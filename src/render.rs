//! The graphics boundary and the draw logic built on top of it.
//!
//! Rasterization itself happens behind the [`GraphicsBackend`] trait, which the
//! crate only ever talks to through opaque handles. Everything above that line
//! (deciding whether an object is drawn from a cached model or a built-in
//! primitive, which meshes of a model get drawn, the ground plane) lives here.
//!
//! # Key types
//!
//! - [`GraphicsBackend`] uploads, draws and frees meshes and textures
//! - [`GpuMesh`] / [`GpuTexture`] own a handle and free it through the backend on drop
//! - [`Renderable`] is what an object resolves to for a frame
//! - [`PrimitiveMeshes`] holds the built-in shapes, uploaded once
//! - [`Renderer`] draws a whole environment
//!
//! Resource release is tied to `Drop`: the last owner of a [`GpuMesh`] frees it,
//! so a mesh can neither leak nor be freed twice.

use std::{collections::HashMap, fmt, sync::Arc};

use cgmath::{Matrix4, Vector3};

use crate::{
    data_structures::{
        environment::Environment,
        game_object::GameObject,
        model::{Mesh, MeshVertex, Model},
        primitives::{self, Primitive},
    },
    resources::cache::AssetCache,
};

/// Opaque id of an uploaded mesh.
#[derive(Clone, Copy, Debug, PartialEq, Eq, Hash)]
pub struct MeshHandle(pub u64);

/// Opaque id of an uploaded texture.
#[derive(Clone, Copy, Debug, PartialEq, Eq, Hash)]
pub struct TextureHandle(pub u64);

/// Per-draw state passed along with a mesh handle.
#[derive(Clone, Copy, Debug, PartialEq)]
pub struct DrawParams {
    pub transform: Matrix4<f32>,
    pub color: [f32; 3],
    pub texture: Option<TextureHandle>,
}

impl DrawParams {
    pub fn new(transform: Matrix4<f32>, color: Vector3<f32>) -> Self {
        Self {
            transform,
            color: color.into(),
            texture: None,
        }
    }
}

/// The external rasterizer.
///
/// Implementations must accept calls from any thread; the asset cache may upload
/// from a preloading thread while the simulation draws.
pub trait GraphicsBackend: Send + Sync {
    fn upload_mesh(&self, vertices: &[MeshVertex], indices: &[u32], has_tex_coords: bool)
    -> MeshHandle;
    fn draw_mesh(&self, mesh: MeshHandle, params: &DrawParams);
    fn free_mesh(&self, mesh: MeshHandle);
    fn upload_texture(&self, width: u32, height: u32, rgba: &[u8]) -> TextureHandle;
    fn free_texture(&self, texture: TextureHandle);
}

/// Owns a mesh handle; frees it when dropped.
pub struct GpuMesh {
    handle: MeshHandle,
    backend: Arc<dyn GraphicsBackend>,
}

impl GpuMesh {
    pub fn new(handle: MeshHandle, backend: Arc<dyn GraphicsBackend>) -> Self {
        Self { handle, backend }
    }

    pub fn handle(&self) -> MeshHandle {
        self.handle
    }
}

impl Drop for GpuMesh {
    fn drop(&mut self) {
        self.backend.free_mesh(self.handle);
    }
}

impl fmt::Debug for GpuMesh {
    fn fmt(&self, f: &mut fmt::Formatter<'_>) -> fmt::Result {
        f.debug_tuple("GpuMesh").field(&self.handle).finish()
    }
}

/// Owns a texture handle; frees it when dropped.
pub struct GpuTexture {
    handle: TextureHandle,
    backend: Arc<dyn GraphicsBackend>,
}

impl GpuTexture {
    pub fn new(handle: TextureHandle, backend: Arc<dyn GraphicsBackend>) -> Self {
        Self { handle, backend }
    }

    pub fn handle(&self) -> TextureHandle {
        self.handle
    }
}

impl Drop for GpuTexture {
    fn drop(&mut self) {
        self.backend.free_texture(self.handle);
    }
}

impl fmt::Debug for GpuTexture {
    fn fmt(&self, f: &mut fmt::Formatter<'_>) -> fmt::Result {
        f.debug_tuple("GpuTexture").field(&self.handle).finish()
    }
}

/// What a game object draws as this frame.
#[derive(Debug, Clone)]
pub enum Renderable {
    Model(Arc<Model>),
    Primitive(Primitive),
}

/// Decides how `object` is drawn.
///
/// Objects with a custom model go through the cache (loading with their texture
/// on first use). A model that cannot be loaded, or an object without one, falls
/// back to the primitive named by `model_type`, and to a cube if that name is
/// unknown too.
pub fn resolve(object: &GameObject, cache: &AssetCache) -> Renderable {
    if let Some(path) = object.custom_model_path() {
        let model = match object.texture_path.as_deref() {
            Some(texture) if !cache.has_model(path) => cache.load_model(path, Some(texture)),
            _ => cache.get_model(path),
        };
        match model {
            Some(model) => return Renderable::Model(model),
            None => log::debug!("{}: model {} unavailable, using primitive", object.id, path),
        }
    }
    Renderable::Primitive(Primitive::from_name_or_cube(&object.model_type))
}

/// Draws every mesh of `model`.
///
/// When the model carries a texture and has texture coordinates, the texture is
/// bound and only the meshes with texture coordinates are drawn.
pub fn draw_model(backend: &dyn GraphicsBackend, model: &Model, params: DrawParams) {
    let texture = model
        .texture
        .as_ref()
        .filter(|_| model.has_texture_coordinates())
        .map(|texture| texture.handle());
    let params = DrawParams { texture, ..params };
    model
        .meshes
        .iter()
        .filter(|mesh| texture.is_none() || mesh.has_tex_coords)
        .for_each(|mesh| backend.draw_mesh(mesh.handle(), &params));
}

/// The built-in shapes, uploaded once per backend.
pub struct PrimitiveMeshes {
    meshes: HashMap<Primitive, Mesh>,
    ground: Mesh,
}

impl PrimitiveMeshes {
    pub fn new(backend: &Arc<dyn GraphicsBackend>) -> Self {
        let meshes = Primitive::ALL
            .into_iter()
            .map(|primitive| {
                log::debug!("Uploading primitive {}", primitive.name());
                (primitive, primitive.mesh_data().upload(backend))
            })
            .collect();
        Self {
            meshes,
            ground: primitives::plane(1.0, 1.0).upload(backend),
        }
    }

    pub fn get(&self, primitive: Primitive) -> Option<&Mesh> {
        self.meshes.get(&primitive)
    }

    /// Unit ground quad; scaled to the environment's footprint when drawn.
    pub fn ground(&self) -> &Mesh {
        &self.ground
    }

    pub fn draw(&self, backend: &dyn GraphicsBackend, primitive: Primitive, params: DrawParams) {
        let mesh = self
            .meshes
            .get(&primitive)
            .or_else(|| self.meshes.get(&Primitive::Cube));
        if let Some(mesh) = mesh {
            backend.draw_mesh(mesh.handle(), &params);
        }
    }
}

/// Draws environments through a backend, resolving models through the cache.
pub struct Renderer {
    backend: Arc<dyn GraphicsBackend>,
    primitives: PrimitiveMeshes,
}

impl Renderer {
    pub fn new(backend: Arc<dyn GraphicsBackend>) -> Self {
        log::info!("Uploading primitive meshes");
        let primitives = PrimitiveMeshes::new(&backend);
        Self {
            backend,
            primitives,
        }
    }

    pub fn primitives(&self) -> &PrimitiveMeshes {
        &self.primitives
    }

    /// Ground plane first, then every object in insertion order.
    pub fn draw_environment(&self, environment: &Environment, cache: &AssetCache) {
        let bounds = environment.bounds;
        let ground = DrawParams::new(
            Matrix4::from_nonuniform_scale(bounds.x * 2.0, 1.0, bounds.z * 2.0),
            environment.ground_color,
        );
        self.backend
            .draw_mesh(self.primitives.ground().handle(), &ground);

        for object in &environment.objects {
            self.draw_object(object, cache);
        }
    }

    pub fn draw_object(&self, object: &GameObject, cache: &AssetCache) {
        let params = DrawParams::new(object.transform.to_matrix(), object.color);
        match resolve(object, cache) {
            Renderable::Model(model) => draw_model(self.backend.as_ref(), &model, params),
            Renderable::Primitive(primitive) => {
                self.primitives
                    .draw(self.backend.as_ref(), primitive, params)
            }
        }
    }

    /// Loads every custom model `environment` references that is not cached yet.
    pub fn preload_models(&self, environment: &Environment, cache: &AssetCache) {
        log::info!("Preloading models for environment: {}", environment.name);
        for object in &environment.objects {
            if let Some(path) = object.custom_model_path() {
                if !cache.has_model(path) {
                    cache.load_model(path, object.texture_path.as_deref());
                }
            }
        }
    }
}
^^^^
__Task brief__. Set down verbatim only the lines between the start of the data above and the line with "above that line", both boundaries included.

__Expected answer__.
filename src/render.rs
//! The graphics boundary and the draw logic built on top of it.
//!
//! Rasterization itself happens behind the [`GraphicsBackend`] trait, which the
//! crate only ever talks to through opaque handles. Everything above that line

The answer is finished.